*WHAT NEEDS TO BE DONE*
When you reach the line containing "are applied last." in the entries below, begin reproducing lines exactly, and stop once the line containing "a specific file." is done.

*MATERIAL SHOWN*
----------

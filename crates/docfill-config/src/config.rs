//! Configuration management for the client session core.

use crate::{CoreError, CoreResult, Paths};
use serde::{Deserialize, Serialize};
use std::path::Path;
use std::time::Duration;
use url::Url;

/// Default API base URL (can be overridden at compile time via DOCFILL_API_URL env var).
pub const DEFAULT_API_BASE_URL: &str = match option_env!("DOCFILL_API_URL") {
    Some(url) => url,
    None => "https://api.docfill.app/api/v1/",
};

/// Default log level.
pub const DEFAULT_LOG_LEVEL: &str = "info";

/// Refresh this many seconds before the access token expires.
pub const DEFAULT_REFRESH_BUFFER_SECS: u64 = 5 * 60;

/// Consecutive failed logins before the client-side lock engages.
pub const DEFAULT_MAX_LOGIN_ATTEMPTS: u32 = 5;

/// Client-side lock duration.
pub const DEFAULT_LOCKOUT_DURATION_SECS: u64 = 15 * 60;

/// Key of the durable session record.
pub const DEFAULT_STORAGE_KEY: &str = "auth-storage";

const DEFAULT_REQUEST_TIMEOUT_SECS: u64 = 30;

/// Main client configuration.
#[derive(Debug, Clone, Serialize, Deserialize)]
pub struct Config {
    /// Log level (trace, debug, info, warn, error).
    #[serde(default = "default_log_level")]
    pub log_level: String,
    /// Base URL of the REST API, with a trailing slash.
    #[serde(default = "default_api_base_url")]
    pub api_base_url: String,
    /// Proactive refresh window before token expiry, in seconds.
    #[serde(default = "default_refresh_buffer_secs")]
    pub refresh_buffer_secs: u64,
    /// Failed logins tolerated before the client-side lock.
    #[serde(default = "default_max_login_attempts")]
    pub max_login_attempts: u32,
    /// Client-side lock duration in seconds.
    #[serde(default = "default_lockout_duration_secs")]
    pub lockout_duration_secs: u64,
    /// Storage key of the persisted session record.
    #[serde(default = "default_storage_key")]
    pub storage_key: String,
    /// Per-request timeout for auth calls, in seconds.
    #[serde(default = "default_request_timeout_secs")]
    pub request_timeout_secs: u64,
}

fn default_log_level() -> String {
    DEFAULT_LOG_LEVEL.to_string()
}

fn default_api_base_url() -> String {
    DEFAULT_API_BASE_URL.to_string()
}

fn default_refresh_buffer_secs() -> u64 {
    DEFAULT_REFRESH_BUFFER_SECS
}

fn default_max_login_attempts() -> u32 {
    DEFAULT_MAX_LOGIN_ATTEMPTS
}

fn default_lockout_duration_secs() -> u64 {
    DEFAULT_LOCKOUT_DURATION_SECS
}

fn default_storage_key() -> String {
    DEFAULT_STORAGE_KEY.to_string()
}

fn default_request_timeout_secs() -> u64 {
    DEFAULT_REQUEST_TIMEOUT_SECS
}

impl Default for Config {
    fn default() -> Self {
        Self {
            log_level: default_log_level(),
            api_base_url: default_api_base_url(),
            refresh_buffer_secs: DEFAULT_REFRESH_BUFFER_SECS,
            max_login_attempts: DEFAULT_MAX_LOGIN_ATTEMPTS,
            lockout_duration_secs: DEFAULT_LOCKOUT_DURATION_SECS,
            storage_key: default_storage_key(),
            request_timeout_secs: DEFAULT_REQUEST_TIMEOUT_SECS,
        }
    }
}

impl Config {
    /// Create a new Config with default values, then override from environment.
    pub fn new() -> Self {
        let mut config = Self::default();
        config.load_from_env();
        config
    }

    /// Load configuration from the config file, falling back to defaults.
    /// Environment variables are applied last.
    pub fn load(paths: &Paths) -> CoreResult<Self> {
        let config_path = paths.config_file();

        let mut config = if config_path.exists() {
            Self::load_from_file(&config_path)?
        } else {
            Self::default()
        };

        config.load_from_env();
        config.validate()?;

        Ok(config)
    }

    /// Load configuration from a specific file.
    pub fn load_from_file(path: &Path) -> CoreResult<Self> {
        let content = std::fs::read_to_string(path)?;
        let config: Config = serde_json::from_str(&content)?;
        Ok(config)
    }

    /// Save configuration to a file.
    pub fn save(&self, paths: &Paths) -> CoreResult<()> {
        paths.ensure_dirs()?;
        let content = serde_json::to_string_pretty(self)?;
        std::fs::write(paths.config_file(), content)?;
        Ok(())
    }

    /// Override configuration from environment variables.
    fn load_from_env(&mut self) {
        if let Ok(log_level) = std::env::var("DOCFILL_LOG_LEVEL") {
            self.log_level = log_level;
        }
        if let Some(url) = std::env::var("DOCFILL_API_URL")
            .ok()
            .filter(|value| !value.trim().is_empty())
        {
            self.api_base_url = url;
        }
    }

    /// Reject values the session core cannot work with.
    pub fn validate(&self) -> CoreResult<()> {
        self.api_base_url()?;
        if self.max_login_attempts == 0 {
            return Err(CoreError::Config(
                "max_login_attempts must be at least 1".to_string(),
            ));
        }
        if self.request_timeout_secs == 0 {
            return Err(CoreError::Config(
                "request_timeout_secs must be at least 1".to_string(),
            ));
        }
        if self.storage_key.trim().is_empty() {
            return Err(CoreError::Config("storage_key must not be empty".to_string()));
        }
        Ok(())
    }

    /// Get the API base URL as a parsed URL.
    pub fn api_base_url(&self) -> CoreResult<Url> {
        Url::parse(&self.api_base_url).map_err(CoreError::from)
    }

    /// Runtime settings consumed by the session core.
    pub fn session(&self) -> SessionConfig {
        SessionConfig {
            refresh_buffer: Duration::from_secs(self.refresh_buffer_secs),
            max_login_attempts: self.max_login_attempts,
            lockout_duration: Duration::from_secs(self.lockout_duration_secs),
            storage_key: self.storage_key.clone(),
        }
    }

    /// Per-request timeout for the HTTP auth client.
    pub fn request_timeout(&self) -> Duration {
        Duration::from_secs(self.request_timeout_secs)
    }
}

/// Settings the session state machine runs with.
#[derive(Debug, Clone, PartialEq, Eq)]
pub struct SessionConfig {
    /// Window before expiry in which a token counts as expiring soon.
    pub refresh_buffer: Duration,
    /// Consecutive failures before the client-side lock.
    pub max_login_attempts: u32,
    /// How long the client-side lock lasts.
    pub lockout_duration: Duration,
    /// Storage key of the persisted record.
    pub storage_key: String,
}

impl Default for SessionConfig {
    fn default() -> Self {
        Config::default().session()
    }
}

#[cfg(test)]
mod tests {
    use super::*;
    use tempfile::tempdir;

    #[test]
    fn test_default_config() {
        let config = Config::default();
        assert_eq!(config.log_level, DEFAULT_LOG_LEVEL);
        assert_eq!(config.api_base_url, DEFAULT_API_BASE_URL);
        assert_eq!(config.refresh_buffer_secs, 300);
        assert_eq!(config.max_login_attempts, 5);
        assert_eq!(config.lockout_duration_secs, 900);
        assert_eq!(config.storage_key, "auth-storage");
    }

    #[test]
    fn test_config_load_from_file_fills_defaults() {
        let dir = tempdir().unwrap();
        let config_path = dir.path().join("config.json");

        std::fs::write(
            &config_path,
            r#"{ "log_level": "debug", "refresh_buffer_secs": 120 }"#,
        )
        .unwrap();

        let config = Config::load_from_file(&config_path).unwrap();
        assert_eq!(config.log_level, "debug");
        assert_eq!(config.refresh_buffer_secs, 120);
        assert_eq!(config.max_login_attempts, DEFAULT_MAX_LOGIN_ATTEMPTS);
        assert_eq!(config.storage_key, DEFAULT_STORAGE_KEY);
    }

    #[test]
    fn test_config_save_and_load_roundtrip() {
        let dir = tempdir().unwrap();
        let paths = Paths::with_base_dir(dir.path().to_path_buf());

        let config = Config {
            lockout_duration_secs: 60,
            storage_key: "custom-key".to_string(),
            ..Config::default()
        };
        config.save(&paths).unwrap();

        let loaded = Config::load(&paths).unwrap();
        assert_eq!(loaded.lockout_duration_secs, 60);
        assert_eq!(loaded.storage_key, "custom-key");
    }

    #[test]
    fn test_config_load_nonexistent_uses_defaults() {
        let dir = tempdir().unwrap();
        let paths = Paths::with_base_dir(dir.path().to_path_buf());

        let config = Config::load(&paths).unwrap();
        assert_eq!(config.refresh_buffer_secs, DEFAULT_REFRESH_BUFFER_SECS);
    }

    #[test]
    fn test_config_rejects_zero_attempts() {
        let config = Config {
            max_login_attempts: 0,
            ..Config::default()
        };
        assert!(matches!(config.validate(), Err(CoreError::Config(_))));
    }

    #[test]
    fn test_config_rejects_zero_request_timeout() {
        let dir = tempdir().unwrap();
        let paths = Paths::with_base_dir(dir.path().to_path_buf());
        std::fs::write(paths.config_file(), r#"{ "request_timeout_secs": 0 }"#).unwrap();

        let err = Config::load(&paths).unwrap_err();
        assert!(err.to_string().contains("request_timeout_secs"));
    }

    #[test]
    fn test_config_invalid_url() {
        let config = Config {
            api_base_url: "not a valid url".to_string(),
            ..Config::default()
        };
        assert!(config.api_base_url().is_err());
        assert!(config.validate().is_err());
    }

    #[test]
    fn test_session_config_conversion() {
        let config = Config {
            refresh_buffer_secs: 120,
            lockout_duration_secs: 30,
            ..Config::default()
        };
        let session = config.session();
        assert_eq!(session.refresh_buffer, Duration::from_secs(120));
        assert_eq!(session.lockout_duration, Duration::from_secs(30));
        assert_eq!(session.max_login_attempts, 5);
        assert_eq!(SessionConfig::default().storage_key, DEFAULT_STORAGE_KEY);
    }
}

----------

*OUTPUT BELOW*
    /// Environment variables are applied last.
    pub fn load(paths: &Paths) -> CoreResult<Self> {
        let config_path = paths.config_file();

        let mut config = if config_path.exists() {
            Self::load_from_file(&config_path)?
        } else {
            Self::default()
        };

        config.load_from_env();
        config.validate()?;

        Ok(config)
    }

    /// Load configuration from a specific file.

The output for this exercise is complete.